Angel clarifies that entitlement in itself isn’t always a problem. It’s what comes after it. “Nigerians can share in the success of an athlete who represents the country internationally and wins awards. We feel a sense of pride and some connection to that success. However, sometimes, as in the case of the black tax, it doesn’t end with feeling connected to the person. Entitlement then comes with manipulation and threats; an obligation to share your resources.”
Angel emphasises that addressing poverty in the country is crucial to solving the wave of this phenomenon, as people feel entitled due to financial instability and the pressure of staying afloat.

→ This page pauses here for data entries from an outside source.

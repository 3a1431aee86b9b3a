//! CLI module for the sam-prep tools
//!
//! This module is only available when the "cli" feature is enabled.

mod config;
#[path = "main.rs"]
mod main_impl;

pub use main_impl::{main, Cli, Commands, DownloadArgs, FetchImagesArgs, SegmentArgs};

“We have to look at it as a systemic thing. People are poor. You can’t expect someone living on ₦500, then their brother wins the lottery, and you tell them not to feel entitled to help.”

As it is in all things, balance is key to navigating the Nigerian sense of entitlement.
Tunde is adamant about creating boundaries, but he helps when he can. “I call it structured generosity,” he jokes. “I budget what I can give close family members every other month, and I’m done once I hit that limit. I know people still call me stingy, but I’m not doing this to be liked. I know some people actually need help, and I do what I can. Nothing more.”
Finance manager Seyi A. agrees. “Help, but don’t self-destruct. You can’t pour from an empty account. You’re not the government. The best help is sustainable help. Give what doesn’t deplete your finances.”
Sustainable help doesn’t always have to be cash. It could be connecting someone to a job, sharing information, offering mentorship, or even emotional support.
The nuance is that you’re still generous, but you also take care to watch out for your survival. In a country where inflation is a significant concern, and many live without financial buffers, the expectation that one person will carry the burden of many is unfair. Because if everybody owes everybody, no one truly rests.
And in a country where help is both a virtue and a burden, learning when to stop giving might just be the kindest thing we do for ourselves and for each other.
Perhaps the new lens is this: generosity remains a virtue, but entitlement should not be the default.
*Names have been changed to protect the identity of the subjects.